◆ Exercise instructions:
Word-for-word transcription is needed for all of the entries.

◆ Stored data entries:

______

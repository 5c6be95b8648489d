//! Build-time module manifest for the compile-time static path.
//!
//! # Responsibility
//! - Hold a fixed, ordered table of modules the host build enumerated.
//!
//! # Invariants
//! - Order is exactly the declaration order; the loader never reorders it.
//! - The table is immutable once built.

use crate::extension::module::ExtensionModule;

/// Ordered table of statically linked modules.
#[derive(Clone, Copy)]
pub struct StaticManifest {
    modules: &'static [&'static dyn ExtensionModule],
}

impl StaticManifest {
    /// Wraps a build-time module table.
    pub const fn new(modules: &'static [&'static dyn ExtensionModule]) -> Self {
        Self { modules }
    }

    pub fn modules(&self) -> &'static [&'static dyn ExtensionModule] {
        self.modules
    }

    pub fn len(&self) -> usize {
        self.modules.len()
    }

    pub fn is_empty(&self) -> bool {
        self.modules.is_empty()
    }

    /// Display names in manifest order.
    pub fn names(&self) -> Vec<&'static str> {
        self.modules.iter().map(|module| module.name()).collect()
    }
}

/// Declares a `StaticManifest` static from module statics.
///
/// ```ignore
/// static_manifest!(pub HOST_MODULES = [cerebmodule::CEREB_MODULE]);
/// ```
#[macro_export]
macro_rules! static_manifest {
    ($vis:vis $name:ident = [$($module:path),* $(,)?]) => {
        $vis static $name: $crate::extension::manifest::StaticManifest =
            $crate::extension::manifest::StaticManifest::new(&[
                $(&$module as &'static dyn $crate::extension::module::ExtensionModule),*
            ]);
    };
}
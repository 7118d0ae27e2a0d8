use anyhow::Result;
use citycountries::{extract_unique_countries, DEFAULT_INPUT, DEFAULT_OUTPUT};
use tracing::info;
use tracing_subscriber::{fmt, EnvFilter};

fn main() -> Result<()> {
    // ─── 1) init logging ─────────────────────────────────────────────
    let env = EnvFilter::try_from_default_env().unwrap_or_else(|_| EnvFilter::new("info"));
    fmt::Subscriber::builder()
        .with_env_filter(env)
        .with_writer(std::io::stderr)
        .init();
    info!("startup");

    // ─── 2) extract ──────────────────────────────────────────────────
    // failures are reported by the extractor itself; the process still exits cleanly
    extract_unique_countries(DEFAULT_INPUT, DEFAULT_OUTPUT);

    info!("all done");
    Ok(())
}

______

◆ Task result:
repository 5c6be95b8648489d
//! Build-time module manifest for the compile-time static path.
//!
//! # Responsibility
//! - Hold a fixed, ordered table of modules the host build enumerated.
//!
//! # Invariants
//! - Order is exactly the declaration order; the loader never reorders it.
//! - The table is immutable once built.

use crate::extension::module::ExtensionModule;

/// Ordered table of statically linked modules.
#[derive(Clone, Copy)]
pub struct StaticManifest {
    modules: &'static [&'static dyn ExtensionModule],
}

impl StaticManifest {
    /// Wraps a build-time module table.
    pub const fn new(modules: &'static [&'static dyn ExtensionModule]) -> Self {
        Self { modules }
    }

    pub fn modules(&self) -> &'static [&'static dyn ExtensionModule] {
        self.modules
    }

    pub fn len(&self) -> usize {
        self.modules.len()
    }

    pub fn is_empty(&self) -> bool {
        self.modules.is_empty()
    }

    /// Display names in manifest order.
    pub fn names(&self) -> Vec<&'static str> {
        self.modules.iter().map(|module| module.name()).collect()
    }
}

/// Declares a `StaticManifest` static from module statics.
///
/// ```ignore
/// static_manifest!(pub HOST_MODULES = [cerebmodule::CEREB_MODULE]);
/// ```
#[macro_export]
macro_rules! static_manifest {
    ($vis:vis $name:ident = [$($module:path),* $(,)?]) => {
        $vis static $name: $crate::extension::manifest::StaticManifest =
            $crate::extension::manifest::StaticManifest::new(&[
                $(&$module as &'static dyn $crate::extension::module::ExtensionModule),*
            ]);
    };
}
repository 7118d0ae27e2a0d8
use anyhow::Result;
use citycountries::{extract_unique_countries, DEFAULT_INPUT, DEFAULT_OUTPUT};
use tracing::info;
use tracing_subscriber::{fmt, EnvFilter};

fn main() -> Result<()> {
    // ─── 1) init logging ─────────────────────────────────────────────
    let env = EnvFilter::try_from_default_env().unwrap_or_else(|_| EnvFilter::new("info"));
    fmt::Subscriber::builder()
        .with_env_filter(env)
        .with_writer(std::io::stderr)
        .init();
    info!("startup");

    // ─── 2) extract ──────────────────────────────────────────────────
    // failures are reported by the extractor itself; the process still exits cleanly
    extract_unique_countries(DEFAULT_INPUT, DEFAULT_OUTPUT);

    info!("all done");
    Ok(())
}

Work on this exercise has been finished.